Joseph Michael Senser (born August 18, 1956) is an American former professional football player who was a tight end for the Minnesota Vikings of the National Football League (NFL). A 6'4", 240 lbs. tight end from West Chester University, Senser was selected in the 6th round of the 1979 NFL Draft by the Minnesota Vikings. He ranks 3rd in Vikings history among tight ends for catches (165) and touchdowns (16), and earned a berth in the Pro Bowl after the 1981 season. He played in all 16 games in 1981, setting career highs in receptions (79), yards (1,004), yards per catch (12.7) and touchdowns (8)  He was also a onetime leader in NCAA basketball statistics for field goal percentage. A serious knee injury forced Senser to miss the entire 1983 NFL season, but he returned in 1984.

Senser is a 1974 graduate of Milton Hershey School, a home for underprivileged children and the prime benefactor of Milton Hershey's legacy.

Senser was the color commentator for the Minnesota Vikings Radio Network in 1993–94 and from 2001 to 2006. He was hired by WCCO Radio to be the color commentator for University of St. Thomas football (NCAA Division III) broadcasts beginning in 2011.

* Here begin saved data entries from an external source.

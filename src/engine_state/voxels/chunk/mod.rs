//! # Chunk Module
//!
//! This module provides the `Chunk` struct for managing 16x16x16 blocks of
//! voxel data.
//!
//! ## Storage
//!
//! - `solid_array`: one bit per block, set when the block is anything but air.
//!   Integrity checks and obstruction tests only need to know whether a cell is
//!   empty, so they never touch the block vector for air.
//! - `blocks`: dense block data in x, then z, then y order.
//!
//! ### Performance Characteristics
//! - **Solidity Check**: O(1)
//! - **Block Lookup**: O(1)
//! - **Non-air count**: O(1) amortised via the bit vector popcount

use bitvec::prelude::BitVec;
use cgmath::Point3;

use super::block::{Block, BlockPos};

/// The dimension (width, height, depth) of a chunk in blocks.
pub const CHUNK_DIMENSION: i32 = 16;
/// The number of blocks in a single 2D plane of a chunk (CHUNK_DIMENSION²).
pub const CHUNK_PLANE_SIZE: i32 = CHUNK_DIMENSION * CHUNK_DIMENSION;
/// The total number of blocks in a chunk (CHUNK_DIMENSION³).
pub const CHUNK_SIZE: i32 = CHUNK_PLANE_SIZE * CHUNK_DIMENSION;

/// Chunk coordinates (block coordinates divided by `CHUNK_DIMENSION`).
pub type ChunkPos = Point3<i32>;

/// Represents a 16x16x16 collection of voxel blocks in the world.
#[derive(Clone)]
pub struct Chunk {
    /// The position of this chunk in chunk coordinates (not block coordinates).
    pub position: ChunkPos,

    /// One bit per block, set for non-air blocks.
    pub solid_array: BitVec,

    /// Block data for every cell of the chunk.
    pub blocks: Vec<Block>,
}

impl Chunk {
    /// Creates a new, completely empty chunk (all blocks are air).
    pub fn empty(position: ChunkPos) -> Self {
        Chunk {
            position,
            solid_array: BitVec::repeat(false, CHUNK_SIZE as usize),
            blocks: vec![Block::AIR; CHUNK_SIZE as usize],
        }
    }

    /// The chunk containing the given block position.
    pub fn chunk_pos_of(pos: BlockPos) -> ChunkPos {
        Point3::new(
            pos.x.div_euclid(CHUNK_DIMENSION),
            pos.y.div_euclid(CHUNK_DIMENSION),
            pos.z.div_euclid(CHUNK_DIMENSION),
        )
    }

    /// Index of a world block position inside its chunk's storage.
    fn local_index(pos: BlockPos) -> usize {
        let x = pos.x.rem_euclid(CHUNK_DIMENSION);
        let y = pos.y.rem_euclid(CHUNK_DIMENSION);
        let z = pos.z.rem_euclid(CHUNK_DIMENSION);
        (x + z * CHUNK_DIMENSION + y * CHUNK_PLANE_SIZE) as usize
    }

    /// Returns the block at a world position inside this chunk.
    pub fn get_block_at(&self, pos: BlockPos) -> Block {
        let index = Self::local_index(pos);
        if !self.solid_array[index] {
            return Block::AIR;
        }
        self.blocks[index]
    }

    /// Writes a block at a world position inside this chunk.
    pub fn set_block_at(&mut self, pos: BlockPos, block: Block) {
        let index = Self::local_index(pos);
        self.solid_array.set(index, !block.is_air());
        self.blocks[index] = block;
    }

    pub fn is_solid_at(&self, pos: BlockPos) -> bool {
        self.solid_array[Self::local_index(pos)]
    }

    /// Number of non-air blocks in the chunk.
    pub fn solid_count(&self) -> usize {
        self.solid_array.count_ones()
    }

    /// True when the chunk holds nothing but air and can be dropped.
    pub fn is_empty(&self) -> bool {
        self.solid_array.not_any()
    }
}

#[cfg(test)]
mod tests {
    use super::*;
    use crate::engine_state::voxels::block::block_type::BlockType;

    #[test]
    fn negative_positions_map_into_their_own_chunk() {
        assert_eq!(Chunk::chunk_pos_of(Point3::new(-1, 0, 15)), Point3::new(-1, 0, 0));
        assert_eq!(Chunk::chunk_pos_of(Point3::new(16, -17, 0)), Point3::new(1, -2, 0));
    }

    #[test]
    fn set_then_get_tracks_solidity() {
        let mut chunk = Chunk::empty(Point3::new(0, 0, 0));
        let pos = Point3::new(3, 4, 5);
        chunk.set_block_at(pos, Block::new(BlockType::STONE));
        assert!(chunk.is_solid_at(pos));
        assert_eq!(chunk.get_block_at(pos).block_type, BlockType::STONE);
        assert_eq!(chunk.solid_count(), 1);

        chunk.set_block_at(pos, Block::AIR);
        assert!(chunk.is_empty());
    }
}
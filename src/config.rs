//! # Configuration
//!
//! Global settings and craft-type definitions are plain JSON documents. Every
//! field has a default, so an empty object is a valid settings file. Both are
//! read once at startup and shared immutably afterwards.

use std::fs;
use std::path::Path;
use std::sync::Arc;

use serde::{Deserialize, Serialize};

use crate::engine_state::crafts::craft_type::CraftType;
use crate::engine_state::voxels::block::BlockPos;
use crate::error::ConfigError;

/// A siege whose control region pays its owners a daily income.
#[derive(Clone, Debug, Default, PartialEq, Serialize, Deserialize)]
#[serde(default)]
pub struct SiegeConfig {
    pub name: String,
    /// Identifier handed to the region policy to look up the owners.
    pub control_region: String,
    pub daily_income: i64,
}

/// Engine-wide tick intervals and limits. All durations are in ticks.
#[derive(Clone, Debug, PartialEq, Serialize, Deserialize)]
#[serde(default)]
pub struct Settings {
    pub sink_check_ticks: u64,
    /// Descent interval for craft types that do not set their own.
    pub sink_rate_ticks: u64,
    /// Sinking craft still registered after this long are released.
    pub sinking_release_ticks: u64,
    pub tracer_rate_ticks: u64,
    pub tracer_view_distance_chunks: i32,
    pub fireball_check_ticks: u64,
    pub fireball_lifespan_ticks: u64,
    pub tnt_check_ticks: u64,
    pub tnt_contact_explosives: bool,
    pub fade_check_ticks: u64,
    /// Zero disables wreck fading.
    pub fade_wrecks_after_ticks: u64,
    pub contact_check_ticks: u64,
    pub contact_cooldown_ticks: u64,
    /// At or below this height the underwater detection multiplier applies.
    pub surface_detection_height: i32,
    pub completion_batch_size: usize,
    /// Zero runs every structural task inline on the tick thread.
    pub worker_threads: usize,
    pub siege_payout_interval_ticks: u64,
    pub sieges: Vec<SiegeConfig>,
    /// Where the demo driver builds its hull.
    pub demo_origin: [i32; 3],
}

impl Default for Settings {
    fn default() -> Self {
        Settings {
            sink_check_ticks: 100,
            sink_rate_ticks: 20,
            sinking_release_ticks: 12_000,
            tracer_rate_ticks: 5,
            tracer_view_distance_chunks: 4,
            fireball_check_ticks: 4,
            fireball_lifespan_ticks: 120,
            tnt_check_ticks: 4,
            tnt_contact_explosives: true,
            fade_check_ticks: 20,
            fade_wrecks_after_ticks: 0,
            contact_check_ticks: 21,
            contact_cooldown_ticks: 1_200,
            surface_detection_height: 65,
            completion_batch_size: 10,
            worker_threads: 0,
            siege_payout_interval_ticks: 24_000,
            sieges: Vec::new(),
            demo_origin: [0, 80, 0],
        }
    }
}

impl Settings {
    pub fn from_json_str(json: &str) -> Result<Self, ConfigError> {
        let settings: Settings = serde_json::from_str(json)?;
        settings.validate()?;
        Ok(settings)
    }

    pub fn from_path(path: impl AsRef<Path>) -> Result<Self, ConfigError> {
        Self::from_json_str(&read_file(path.as_ref())?)
    }

    pub fn demo_origin(&self) -> BlockPos {
        cgmath::Point3::new(self.demo_origin[0], self.demo_origin[1], self.demo_origin[2])
    }

    fn validate(&self) -> Result<(), ConfigError> {
        if self.completion_batch_size == 0 {
            return Err(ConfigError::Invalid(
                "completion_batch_size must be at least 1".to_string(),
            ));
        }
        if self.sink_rate_ticks == 0 {
            return Err(ConfigError::Invalid(
                "sink_rate_ticks must be at least 1".to_string(),
            ));
        }
        Ok(())
    }
}

#[derive(Deserialize)]
#[serde(untagged)]
enum CraftTypeDocument {
    Many(Vec<CraftType>),
    One(Box<CraftType>),
}

/// Parses one craft type object or an array of them.
pub fn craft_types_from_json_str(json: &str) -> Result<Vec<Arc<CraftType>>, ConfigError> {
    let types = match serde_json::from_str::<CraftTypeDocument>(json)? {
        CraftTypeDocument::Many(types) => types,
        CraftTypeDocument::One(craft_type) => vec![*craft_type],
    };
    for craft_type in &types {
        if craft_type.name.is_empty() {
            return Err(ConfigError::Invalid("craft type without a name".to_string()));
        }
        if craft_type.max_size < craft_type.min_size {
            return Err(ConfigError::Invalid(format!(
                "craft type {} has max_size below min_size",
                craft_type.name
            )));
        }
    }
    Ok(types.into_iter().map(Arc::new).collect())
}

pub fn load_craft_types(path: impl AsRef<Path>) -> Result<Vec<Arc<CraftType>>, ConfigError> {
    craft_types_from_json_str(&read_file(path.as_ref())?)
}

fn read_file(path: &Path) -> Result<String, ConfigError> {
    fs::read_to_string(path).map_err(|source| ConfigError::Io {
        path: path.to_path_buf(),
        source,
    })
}
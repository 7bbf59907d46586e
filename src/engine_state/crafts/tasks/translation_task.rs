//! Moves a craft by an integer offset.

use std::sync::Arc;

use cgmath::{Point3, Vector3};

use super::{plan_movement, MovementFailure, MovementPlan, MovementResult};
use crate::core::MtResource;
use crate::engine_state::crafts::CraftSnapshot;
use crate::engine_state::integration::RegionPolicy;
use crate::engine_state::voxels::block::{block_side::Rotation, BlockPos};
use crate::engine_state::voxels::world::WorldAccess;

pub struct TranslationTask<W: WorldAccess> {
    pub snapshot: CraftSnapshot,
    pub world: MtResource<W>,
    pub delta: Vector3<i32>,
    pub policy: Option<Arc<dyn RegionPolicy>>,
}

impl<W: WorldAccess> TranslationTask<W> {
    pub fn new(
        snapshot: CraftSnapshot,
        world: MtResource<W>,
        delta: Vector3<i32>,
        policy: Option<Arc<dyn RegionPolicy>>,
    ) -> Self {
        TranslationTask {
            snapshot,
            world,
            delta,
            policy,
        }
    }

    pub fn compute(&self) -> Result<MovementResult, MovementFailure> {
        let delta = self.delta;
        let offset = Vector3::new(delta.x as f64, delta.y as f64, delta.z as f64);
        plan_movement(
            &self.world,
            MovementPlan {
                snapshot: &self.snapshot,
                policy: self.policy.as_ref(),
                map_block: |pos: BlockPos| pos + delta,
                map_location: |location: Point3<f64>| location + offset,
                rotation: Rotation::NONE,
                delta,
            },
        )
    }
}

Senser is part owner of Joe Senser's Restaurant & Sports Theater which has locations in Bloomington and Roseville, Minnesota. He is married with four daughters and one granddaughter. One of his daughters is singer Brittani Senser.

On August 23, 2011, a Mercedes SUV registered to Senser was involved in a fatal hit-and-run accident near the Augsburg University campus in Minneapolis.  On September 2, 2011, the Senser family's attorney released a statement that "the driver in this incident was Ms. Amy Senser", who is his wife. She was convicted of felony criminal vehicular homicide and sentenced to 41 months in prison.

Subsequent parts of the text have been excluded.